The problem:
Each record should be written out exactly as given.

Data Block Start

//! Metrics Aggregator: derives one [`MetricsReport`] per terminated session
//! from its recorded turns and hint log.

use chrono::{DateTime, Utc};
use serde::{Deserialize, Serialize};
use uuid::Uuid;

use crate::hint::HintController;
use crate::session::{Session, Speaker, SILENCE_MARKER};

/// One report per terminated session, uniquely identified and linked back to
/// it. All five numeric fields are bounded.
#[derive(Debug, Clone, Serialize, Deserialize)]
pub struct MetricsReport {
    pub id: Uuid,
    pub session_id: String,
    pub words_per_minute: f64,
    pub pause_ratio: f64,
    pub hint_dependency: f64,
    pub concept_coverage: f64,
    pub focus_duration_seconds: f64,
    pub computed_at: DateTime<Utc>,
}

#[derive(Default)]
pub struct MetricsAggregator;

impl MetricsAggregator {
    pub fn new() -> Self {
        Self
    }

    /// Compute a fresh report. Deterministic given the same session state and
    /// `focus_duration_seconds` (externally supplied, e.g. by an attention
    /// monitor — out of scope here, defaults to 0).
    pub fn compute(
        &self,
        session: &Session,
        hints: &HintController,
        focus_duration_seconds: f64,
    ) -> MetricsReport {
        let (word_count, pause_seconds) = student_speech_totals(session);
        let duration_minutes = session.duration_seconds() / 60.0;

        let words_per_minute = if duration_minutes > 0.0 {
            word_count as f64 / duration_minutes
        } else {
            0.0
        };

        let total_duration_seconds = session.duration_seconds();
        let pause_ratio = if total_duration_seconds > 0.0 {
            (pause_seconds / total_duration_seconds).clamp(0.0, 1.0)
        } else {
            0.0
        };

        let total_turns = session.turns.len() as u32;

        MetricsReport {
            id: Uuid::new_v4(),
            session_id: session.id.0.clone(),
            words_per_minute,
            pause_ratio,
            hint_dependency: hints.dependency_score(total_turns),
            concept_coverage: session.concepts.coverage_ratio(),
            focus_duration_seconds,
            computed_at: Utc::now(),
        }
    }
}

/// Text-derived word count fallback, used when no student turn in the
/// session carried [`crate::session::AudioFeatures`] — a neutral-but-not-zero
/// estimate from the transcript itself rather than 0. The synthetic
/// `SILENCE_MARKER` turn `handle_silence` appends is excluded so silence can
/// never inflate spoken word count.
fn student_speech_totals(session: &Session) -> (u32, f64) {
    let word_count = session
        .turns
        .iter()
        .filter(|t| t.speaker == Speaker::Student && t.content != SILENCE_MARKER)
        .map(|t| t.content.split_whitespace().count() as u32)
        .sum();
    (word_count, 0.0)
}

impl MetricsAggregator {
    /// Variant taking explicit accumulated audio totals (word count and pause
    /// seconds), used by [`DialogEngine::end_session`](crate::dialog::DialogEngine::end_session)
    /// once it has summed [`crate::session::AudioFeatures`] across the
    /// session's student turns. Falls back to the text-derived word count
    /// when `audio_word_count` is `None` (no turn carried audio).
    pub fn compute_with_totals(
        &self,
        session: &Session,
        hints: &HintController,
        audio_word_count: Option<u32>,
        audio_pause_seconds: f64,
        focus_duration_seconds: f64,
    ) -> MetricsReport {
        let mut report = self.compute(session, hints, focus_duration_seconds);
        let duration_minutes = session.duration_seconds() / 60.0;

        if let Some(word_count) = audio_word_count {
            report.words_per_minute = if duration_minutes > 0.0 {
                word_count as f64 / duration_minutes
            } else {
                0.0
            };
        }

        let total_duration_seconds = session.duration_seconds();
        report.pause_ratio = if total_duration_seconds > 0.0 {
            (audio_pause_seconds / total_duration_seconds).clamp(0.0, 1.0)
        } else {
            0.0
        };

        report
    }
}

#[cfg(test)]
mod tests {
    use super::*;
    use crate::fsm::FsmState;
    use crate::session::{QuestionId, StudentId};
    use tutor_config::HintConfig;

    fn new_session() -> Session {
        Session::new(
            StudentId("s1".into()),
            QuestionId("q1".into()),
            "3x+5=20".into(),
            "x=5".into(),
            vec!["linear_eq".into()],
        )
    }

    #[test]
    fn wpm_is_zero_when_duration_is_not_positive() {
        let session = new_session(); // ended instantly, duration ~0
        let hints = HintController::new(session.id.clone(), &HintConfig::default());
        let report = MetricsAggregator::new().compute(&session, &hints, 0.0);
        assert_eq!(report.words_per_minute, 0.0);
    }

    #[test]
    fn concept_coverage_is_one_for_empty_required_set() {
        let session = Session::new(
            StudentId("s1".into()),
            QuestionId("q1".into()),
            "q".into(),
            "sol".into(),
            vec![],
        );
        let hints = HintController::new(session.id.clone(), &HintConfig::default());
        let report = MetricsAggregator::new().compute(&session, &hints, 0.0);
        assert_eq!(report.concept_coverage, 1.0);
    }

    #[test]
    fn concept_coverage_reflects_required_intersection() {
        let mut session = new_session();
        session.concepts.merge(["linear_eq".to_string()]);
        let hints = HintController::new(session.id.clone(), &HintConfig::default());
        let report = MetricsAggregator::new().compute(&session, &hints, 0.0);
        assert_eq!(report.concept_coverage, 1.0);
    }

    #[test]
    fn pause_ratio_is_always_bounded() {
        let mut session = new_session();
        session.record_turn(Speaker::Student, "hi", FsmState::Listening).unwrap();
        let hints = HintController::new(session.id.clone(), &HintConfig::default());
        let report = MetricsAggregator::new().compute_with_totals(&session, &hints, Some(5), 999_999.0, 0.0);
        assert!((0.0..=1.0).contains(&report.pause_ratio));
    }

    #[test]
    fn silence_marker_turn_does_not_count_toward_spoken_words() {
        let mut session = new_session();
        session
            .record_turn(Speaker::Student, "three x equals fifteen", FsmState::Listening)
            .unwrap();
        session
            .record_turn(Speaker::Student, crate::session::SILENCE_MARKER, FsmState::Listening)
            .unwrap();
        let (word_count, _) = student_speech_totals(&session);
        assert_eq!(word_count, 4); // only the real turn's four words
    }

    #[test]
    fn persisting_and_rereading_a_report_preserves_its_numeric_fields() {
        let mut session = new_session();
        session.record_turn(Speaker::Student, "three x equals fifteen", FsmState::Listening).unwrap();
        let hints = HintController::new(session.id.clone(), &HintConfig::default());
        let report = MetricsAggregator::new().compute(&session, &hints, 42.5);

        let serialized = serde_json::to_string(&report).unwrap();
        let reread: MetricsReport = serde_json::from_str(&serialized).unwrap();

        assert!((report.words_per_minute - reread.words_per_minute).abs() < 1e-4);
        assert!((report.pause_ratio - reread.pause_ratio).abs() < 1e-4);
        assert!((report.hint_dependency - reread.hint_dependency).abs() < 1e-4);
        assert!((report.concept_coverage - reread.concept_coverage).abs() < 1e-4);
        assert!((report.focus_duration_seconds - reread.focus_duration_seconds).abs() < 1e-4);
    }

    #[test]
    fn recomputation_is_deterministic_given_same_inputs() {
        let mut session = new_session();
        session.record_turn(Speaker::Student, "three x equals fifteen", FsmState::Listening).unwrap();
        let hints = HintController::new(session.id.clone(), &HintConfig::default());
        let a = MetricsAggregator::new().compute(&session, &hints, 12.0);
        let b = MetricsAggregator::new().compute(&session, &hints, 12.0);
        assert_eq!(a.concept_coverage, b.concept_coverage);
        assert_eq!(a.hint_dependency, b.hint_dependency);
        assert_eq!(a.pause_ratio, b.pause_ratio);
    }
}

Data Block End

Answer box:
//! Metrics Aggregator: derives one [`MetricsReport`] per terminated session
//! from its recorded turns and hint log.

use chrono::{DateTime, Utc};
use serde::{Deserialize, Serialize};
use uuid::Uuid;

use crate::hint::HintController;
use crate::session::{Session, Speaker, SILENCE_MARKER};

/// One report per terminated session, uniquely identified and linked back to
/// it. All five numeric fields are bounded.
#[derive(Debug, Clone, Serialize, Deserialize)]
pub struct MetricsReport {
    pub id: Uuid,
    pub session_id: String,
    pub words_per_minute: f64,
    pub pause_ratio: f64,
    pub hint_dependency: f64,
    pub concept_coverage: f64,
    pub focus_duration_seconds: f64,
    pub computed_at: DateTime<Utc>,
}

#[derive(Default)]
pub struct MetricsAggregator;

impl MetricsAggregator {
    pub fn new() -> Self {
        Self
    }

    /// Compute a fresh report. Deterministic given the same session state and
    /// `focus_duration_seconds` (externally supplied, e.g. by an attention
    /// monitor — out of scope here, defaults to 0).
    pub fn compute(
        &self,
        session: &Session,
        hints: &HintController,
        focus_duration_seconds: f64,
    ) -> MetricsReport {
        let (word_count, pause_seconds) = student_speech_totals(session);
        let duration_minutes = session.duration_seconds() / 60.0;

        let words_per_minute = if duration_minutes > 0.0 {
            word_count as f64 / duration_minutes
        } else {
            0.0
        };

        let total_duration_seconds = session.duration_seconds();
        let pause_ratio = if total_duration_seconds > 0.0 {
            (pause_seconds / total_duration_seconds).clamp(0.0, 1.0)
        } else {
            0.0
        };

        let total_turns = session.turns.len() as u32;

        MetricsReport {
            id: Uuid::new_v4(),
            session_id: session.id.0.clone(),
            words_per_minute,
            pause_ratio,
            hint_dependency: hints.dependency_score(total_turns),
            concept_coverage: session.concepts.coverage_ratio(),
            focus_duration_seconds,
            computed_at: Utc::now(),
        }
    }
}

/// Text-derived word count fallback, used when no student turn in the
/// session carried [`crate::session::AudioFeatures`] — a neutral-but-not-zero
/// estimate from the transcript itself rather than 0. The synthetic
/// `SILENCE_MARKER` turn `handle_silence` appends is excluded so silence can
/// never inflate spoken word count.
fn student_speech_totals(session: &Session) -> (u32, f64) {
    let word_count = session
        .turns
        .iter()
        .filter(|t| t.speaker == Speaker::Student && t.content != SILENCE_MARKER)
        .map(|t| t.content.split_whitespace().count() as u32)
        .sum();
    (word_count, 0.0)
}

impl MetricsAggregator {
    /// Variant taking explicit accumulated audio totals (word count and pause
    /// seconds), used by [`DialogEngine::end_session`](crate::dialog::DialogEngine::end_session)
    /// once it has summed [`crate::session::AudioFeatures`] across the
    /// session's student turns. Falls back to the text-derived word count
    /// when `audio_word_count` is `None` (no turn carried audio).
    pub fn compute_with_totals(
        &self,
        session: &Session,
        hints: &HintController,
        audio_word_count: Option<u32>,
        audio_pause_seconds: f64,
        focus_duration_seconds: f64,
    ) -> MetricsReport {
        let mut report = self.compute(session, hints, focus_duration_seconds);
        let duration_minutes = session.duration_seconds() / 60.0;

        if let Some(word_count) = audio_word_count {
            report.words_per_minute = if duration_minutes > 0.0 {
                word_count as f64 / duration_minutes
            } else {
                0.0
            };
        }

        let total_duration_seconds = session.duration_seconds();
        report.pause_ratio = if total_duration_seconds > 0.0 {
            (audio_pause_seconds / total_duration_seconds).clamp(0.0, 1.0)
        } else {
            0.0
        };

        report
    }
}

#[cfg(test)]
mod tests {
    use super::*;
    use crate::fsm::FsmState;
    use crate::session::{QuestionId, StudentId};
    use tutor_config::HintConfig;

    fn new_session() -> Session {
        Session::new(
            StudentId("s1".into()),
            QuestionId("q1".into()),
            "3x+5=20".into(),
            "x=5".into(),
            vec!["linear_eq".into()],
        )
    }

    #[test]
    fn wpm_is_zero_when_duration_is_not_positive() {
        let session = new_session(); // ended instantly, duration ~0
        let hints = HintController::new(session.id.clone(), &HintConfig::default());
        let report = MetricsAggregator::new().compute(&session, &hints, 0.0);
        assert_eq!(report.words_per_minute, 0.0);
    }

    #[test]
    fn concept_coverage_is_one_for_empty_required_set() {
        let session = Session::new(
            StudentId("s1".into()),
            QuestionId("q1".into()),
            "q".into(),
            "sol".into(),
            vec![],
        );
        let hints = HintController::new(session.id.clone(), &HintConfig::default());
        let report = MetricsAggregator::new().compute(&session, &hints, 0.0);
        assert_eq!(report.concept_coverage, 1.0);
    }

    #[test]
    fn concept_coverage_reflects_required_intersection() {
        let mut session = new_session();
        session.concepts.merge(["linear_eq".to_string()]);
        let hints = HintController::new(session.id.clone(), &HintConfig::default());
        let report = MetricsAggregator::new().compute(&session, &hints, 0.0);
        assert_eq!(report.concept_coverage, 1.0);
    }

    #[test]
    fn pause_ratio_is_always_bounded() {
        let mut session = new_session();
        session.record_turn(Speaker::Student, "hi", FsmState::Listening).unwrap();
        let hints = HintController::new(session.id.clone(), &HintConfig::default());
        let report = MetricsAggregator::new().compute_with_totals(&session, &hints, Some(5), 999_999.0, 0.0);
        assert!((0.0..=1.0).contains(&report.pause_ratio));
    }

    #[test]
    fn silence_marker_turn_does_not_count_toward_spoken_words() {
        let mut session = new_session();
        session
            .record_turn(Speaker::Student, "three x equals fifteen", FsmState::Listening)
            .unwrap();
        session
            .record_turn(Speaker::Student, crate::session::SILENCE_MARKER, FsmState::Listening)
            .unwrap();
        let (word_count, _) = student_speech_totals(&session);
        assert_eq!(word_count, 4); // only the real turn's four words
    }

    #[test]
    fn persisting_and_rereading_a_report_preserves_its_numeric_fields() {
        let mut session = new_session();
        session.record_turn(Speaker::Student, "three x equals fifteen", FsmState::Listening).unwrap();
        let hints = HintController::new(session.id.clone(), &HintConfig::default());
        let report = MetricsAggregator::new().compute(&session, &hints, 42.5);

        let serialized = serde_json::to_string(&report).unwrap();
        let reread: MetricsReport = serde_json::from_str(&serialized).unwrap();

        assert!((report.words_per_minute - reread.words_per_minute).abs() < 1e-4);
        assert!((report.pause_ratio - reread.pause_ratio).abs() < 1e-4);
        assert!((report.hint_dependency - reread.hint_dependency).abs() < 1e-4);
        assert!((report.concept_coverage - reread.concept_coverage).abs() < 1e-4);
        assert!((report.focus_duration_seconds - reread.focus_duration_seconds).abs() < 1e-4);
    }

    #[test]
    fn recomputation_is_deterministic_given_same_inputs() {
        let mut session = new_session();
        session.record_turn(Speaker::Student, "three x equals fifteen", FsmState::Listening).unwrap();
        let hints = HintController::new(session.id.clone(), &HintConfig::default());
        let a = MetricsAggregator::new().compute(&session, &hints, 12.0);
        let b = MetricsAggregator::new().compute(&session, &hints, 12.0);
        assert_eq!(a.concept_coverage, b.concept_coverage);
        assert_eq!(a.hint_dependency, b.hint_dependency);
        assert_eq!(a.pause_ratio, b.pause_ratio);
    }
}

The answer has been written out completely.